Y es así como se entendería, porque este es el mensaje subliminal que se ha difundido y construido en el imaginario social por parte de los dueños de las palabras. Una utilización perversa de las palabras que, en lugar de designar la realidad, la construyen o, incluso mejor, la decretan. Todo el discurso de la «posverdad»[4], tan actualmente en boga, encaja de lleno en ello.
Solo desde una noción muy ramplona de educación puede afirmarse que la escuela no educa o no haya educado, y menos aún que a partir de ahora lo hará, además si acaso de enseñar. Porque incurre en la falacia de pretender un falso antagonismo entre educar y enseñar, para reconciliar después ambos términos en una artificiosa síntesis superadora de la grosera realidad fenoménica de una escuela que enseñaba, pero que no educaba. O sea, que enseñaba mal, o que no enseñaba lo que debería enseñar. Huelga decir que la única grosería detectable en todo esto es la dialéctica de vuelo gallináceo con que se pretende superar un problema que solo lo es por un error conceptual de partida: la consideración de educación y enseñanza como términos contrapuestos o, como mínimo, en conflicto. O su intencionada contraposición.
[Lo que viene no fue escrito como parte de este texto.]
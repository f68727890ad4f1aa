//! Shared infrastructure for the Codepad backend
//!
//! This crate holds the pieces the editor service needs but that are not
//! specific to any one feature: the PostgreSQL connection pool, the Redis
//! pool backing the session store, and the persistence error taxonomy.

pub mod cache;
pub mod database;
pub mod error;
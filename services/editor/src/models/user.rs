//! User identity model

use chrono::{DateTime, Utc};
use serde::{Deserialize, Serialize};
use sqlx::FromRow;
use uuid::Uuid;

/// User identity entity.
///
/// The `password_hash` is an argon2 PHC string; it never leaves the service
/// in any response. Identities are immutable after signup.
#[derive(Debug, Clone, FromRow)]
pub struct User {
    pub id: Uuid,
    pub name: String,
    pub email: String,
    pub password_hash: String,
    pub profile_image: Option<String>,
    pub created_at: DateTime<Utc>,
}

/// Signup payload, carrying the plaintext secret only as far as the
/// credential store, which hashes it before persisting anything.
#[derive(Debug, Clone, Deserialize)]
pub struct NewUser {
    pub name: String,
    pub email: String,
    pub password: String,
    #[serde(rename = "profileImage")]
    pub profile_image: Option<String>,
}

impl User {
    /// Public projection of an identity: everything except the credential.
    pub fn summary(&self) -> UserSummary {
        UserSummary {
            id: self.id,
            name: self.name.clone(),
            email: self.email.clone(),
            profile_image: self.profile_image.clone(),
        }
    }
}

/// Identity summary returned from signup and login.
#[derive(Debug, Clone, Serialize, Deserialize)]
pub struct UserSummary {
    pub id: Uuid,
    pub name: String,
    pub email: String,
    #[serde(rename = "profileImage")]
    pub profile_image: Option<String>,
}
En el capítulo I acotábamos el término educación en su acepción remitida al ámbito escolar académico. Veámoslo ahora en su globalidad.
La Real Academia Española nos da inicialmente cuatro entradas para el término «educación»[5]: 1) Acción y efecto de educar[6]; 2) Crianza, enseñanza y doctrina que se da a los niños y a los jóvenes; 3) Instrucción por medio de la acción docente; 4) Cortesía, urbanidad. En todos los casos, y desde ámbitos tan distintos como saber coger un cuchillo y un tenedor, ser un experto en física nuclear o guardar ciertas normas de urbanidad, parece que nos remitimos a un denominador común, que ya habíamos visto anteriormente, a algo aprendido bajo una cierta dirección, a un adiestramiento.
Exactamente de la misma manera que no nacemos sabiendo servirnos correctamente de un tenedor o sabiendo resolver ecuaciones matemáticas, tampoco aprendemos ambas cosas por nosotros mismos, sino que nos las han de enseñar. Es así de simple y de complicado a la vez. Qué haya que enseñar, cómo, dónde, cuándo y a quién, dependerá de factores tales como el conjunto de conocimientos de que la sociedad disponga en un momento histórico determinado, de la posición que cada individuo ocupe en la sociedad y de qué se espere de él, de sus intereses y preferencias, del tipo de sociedad y de cómo esté organizada… En fin. Pero en cualquier momento de la historia de la humanidad, la educación es el resultado de un conjunto de procesos de aprendizaje que constituyen el acervo básico que le ha de servir a un individuo para adaptarse, entender e interactuar en la sociedad en que vive.